→ **Activity**: Transcribe the stretch of entries below from the line with "with sets, sequentially." through the line with "-> Result<WeeklyTrendJobResponse, ApiError>", exactly and with both ends included; leave out all other lines.

→ **Working data**:
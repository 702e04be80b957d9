//! Store-backed operations: report persistence, scope ownership and the
//! weekly trend job.

use std::collections::BTreeSet;
use std::sync::Arc;

use gym_tracker_client::{Filters, Method, RestStore, UpstreamError};
use serde_json::{Value, json};
use tracing::{info, warn};

use crate::domains::weekly_trends;
use crate::error::ApiError;
use crate::types::{WeeklyTrendJobResponse, WeeklyTrendReport};

pub const REPORTS_TABLE: &str = "analysis_reports";
pub const SCOPES_TABLE: &str = "recommendation_scopes";
pub const SETS_TABLE: &str = "sets";
/// Most recent sets read per user for the weekly job.
pub const SET_HISTORY_LIMIT: usize = 800;
pub const USER_SCAN_PAGE_SIZE: usize = 1000;
pub const WEEKLY_JOB_SOURCE: &str = "api/jobs/generate-weekly-trends";

#[derive(Clone, Copy, Debug, PartialEq, Eq)]
pub enum ReportType {
    Recommendation,
    WeeklyTrend,
}

impl ReportType {
    pub fn as_str(self) -> &'static str {
        match self {
            ReportType::Recommendation => "recommendation",
            ReportType::WeeklyTrend => "weekly_trend",
        }
    }
}

/// A report about to be written to `analysis_reports`.
#[derive(Clone, Debug, PartialEq)]
pub struct NewReport {
    pub user_id: String,
    pub report_type: ReportType,
    pub scope_id: Option<String>,
    pub title: String,
    pub summary: Option<String>,
    pub payload: Value,
    pub evidence: Value,
    pub metadata: Value,
}

impl NewReport {
    /// The row as stored: non-object payload/metadata become `{}` and
    /// non-array evidence becomes `[]`.
    pub fn to_row(&self) -> Value {
        let object_or_empty = |v: &Value| {
            if v.is_object() {
                v.clone()
            } else {
                json!({})
            }
        };
        let evidence = if self.evidence.is_array() {
            self.evidence.clone()
        } else {
            json!([])
        };
        json!({
            "user_id": self.user_id,
            "report_type": self.report_type.as_str(),
            "recommendation_scope_id": self.scope_id,
            "status": "ready",
            "title": self.title,
            "summary": self.summary,
            "payload": object_or_empty(&self.payload),
            "evidence": evidence,
            "metadata": object_or_empty(&self.metadata),
        })
    }
}

fn filters(pairs: &[(&str, &str)]) -> Filters {
    pairs
        .iter()
        .map(|(k, v)| (k.to_string(), v.to_string()))
        .collect()
}

fn id_text(value: &Value) -> Option<String> {
    match value {
        Value::String(s) => Some(s.clone()),
        Value::Number(n) => Some(n.to_string()),
        _ => None,
    }
}

#[derive(Clone)]
pub struct ReportService {
    store: Arc<dyn RestStore>,
}

impl ReportService {
    pub fn new(store: Arc<dyn RestStore>) -> Self {
        Self { store }
    }

    /// Insert one report row and return the id the store assigned, if any.
    pub async fn persist(&self, report: &NewReport) -> Result<Option<String>, UpstreamError> {
        let result = self
            .store
            .request(
                Method::POST,
                REPORTS_TABLE,
                Some(Value::Array(vec![report.to_row()])),
                filters(&[("select", "id")]),
            )
            .await;

        let outcome = if result.is_ok() { "ok" } else { "error" };
        metrics::counter!(
            "gym_tracker_reports_total",
            "report_type" => report.report_type.as_str(),
            "outcome" => outcome
        )
        .increment(1);

        let rows = result?;
        Ok(rows
            .as_ref()
            .and_then(Value::as_array)
            .and_then(|rows| rows.first())
            .and_then(|row| row.get("id"))
            .and_then(id_text))
    }

    /// Whether `scope_id` exists and belongs to `user_id`.
    pub async fn scope_belongs_to(
        &self,
        scope_id: &str,
        user_id: &str,
    ) -> Result<bool, UpstreamError> {
        let id_filter = format!("eq.{scope_id}");
        let user_filter = format!("eq.{user_id}");
        let rows = self
            .store
            .request(
                Method::GET,
                SCOPES_TABLE,
                None,
                filters(&[
                    ("id", id_filter.as_str()),
                    ("user_id", user_filter.as_str()),
                    ("select", "id"),
                    ("limit", "1"),
                ]),
            )
            .await?;
        Ok(rows
            .as_ref()
            .and_then(Value::as_array)
            .is_some_and(|rows| !rows.is_empty()))
    }

    /// Most recent set rows for a user, newest first.
    pub async fn set_history(&self, user_id: &str) -> Result<Vec<Value>, UpstreamError> {
        let user_filter = format!("eq.{user_id}");
        let limit = SET_HISTORY_LIMIT.to_string();
        let rows = self
            .store
            .request(
                Method::GET,
                SETS_TABLE,
                None,
                filters(&[
                    ("user_id", user_filter.as_str()),
                    ("select", "training_date,reps,weight,set_type"),
                    ("order", "training_date.desc"),
                    ("limit", limit.as_str()),
                ]),
            )
            .await?;
        Ok(match rows {
            Some(Value::Array(rows)) => rows,
            _ => Vec::new(),
        })
    }

    /// Every user with at least one set, sorted, via an offset-paginated scan.
    pub async fn list_user_ids_with_sets(
        &self,
        page_size: usize,
    ) -> Result<Vec<String>, UpstreamError> {
        let page_size = page_size.max(1);
        let limit = page_size.to_string();
        let mut user_ids = BTreeSet::new();
        let mut offset = 0usize;

        loop {
            let offset_text = offset.to_string();
            let rows = self
                .store
                .request(
                    Method::GET,
                    SETS_TABLE,
                    None,
                    filters(&[
                        ("select", "user_id"),
                        ("user_id", "not.is.null"),
                        ("order", "user_id.asc"),
                        ("limit", limit.as_str()),
                        ("offset", offset_text.as_str()),
                    ]),
                )
                .await?;
            let rows = match rows {
                Some(Value::Array(rows)) if !rows.is_empty() => rows,
                _ => break,
            };

            user_ids.extend(
                rows.iter()
                    .filter_map(|row| row.get("user_id"))
                    .filter_map(id_text)
                    .filter(|id| !id.is_empty()),
            );

            if rows.len() < page_size {
                break;
            }
            offset += page_size;
        }

        Ok(user_ids.into_iter().collect())
    }

    /// Aggregate one user's recent sets and store the result as a report.
    pub async fn build_weekly_trend_report(
        &self,
        user_id: &str,
    ) -> Result<WeeklyTrendReport, ApiError> {
        let rows = self.set_history(user_id).await.map_err(ApiError::Store)?;
        let trend = weekly_trends::aggregate(&rows);

        let week_start_min = trend.weeks.first().map(|w| w.week_start.to_string());
        let week_start_max = trend.weeks.last().map(|w| w.week_start.to_string());
        let report = NewReport {
            user_id: user_id.to_string(),
            report_type: ReportType::WeeklyTrend,
            scope_id: None,
            title: "Weekly trends".to_string(),
            summary: Some(trend.summary.clone()),
            payload: json!({ "weeks": trend.weeks }),
            evidence: serde_json::to_value(&trend.evidence).unwrap_or_else(|_| json!([])),
            metadata: json!({
                "source": WEEKLY_JOB_SOURCE,
                "week_count": trend.weeks.len(),
                "week_start_min": week_start_min,
                "week_start_max": week_start_max,
                "included_set_types": ["all"],
            }),
        };

        let report_id = self.persist(&report).await.map_err(|e| {
            warn!(%user_id, error = %e, "failed to persist weekly trend report");
            ApiError::Persistence(e)
        })?;

        Ok(WeeklyTrendReport {
            user_id: user_id.to_string(),
            report_id,
            weeks: trend.weeks,
        })
    }

    /// Build reports for one user or for everyone with sets, sequentially.
    /// The first failure aborts the remaining users.
    pub async fn run_weekly_trend_job(
        &self,
        target_user: Option<&str>,
    ) -> Result<WeeklyTrendJobResponse, ApiError> {
        let user_ids = match target_user {
            Some(user) => vec![user.to_string()],
            None => self
                .list_user_ids_with_sets(USER_SCAN_PAGE_SIZE)
                .await
                .map_err(ApiError::Store)?,
        };
        info!(users = user_ids.len(), "running weekly trend job");

        let mut reports = Vec::with_capacity(user_ids.len());
        for user_id in &user_ids {
            reports.push(self.build_weekly_trend_report(user_id).await?);
        }

        Ok(WeeklyTrendJobResponse {
            ok: true,
            processed_users: reports.len(),
            reports,
        })
    }
}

→ **Output of the exercise**:
    /// Build reports for one user or for everyone with sets, sequentially.
    /// The first failure aborts the remaining users.
    pub async fn run_weekly_trend_job(
        &self,
        target_user: Option<&str>,
    ) -> Result<WeeklyTrendJobResponse, ApiError> {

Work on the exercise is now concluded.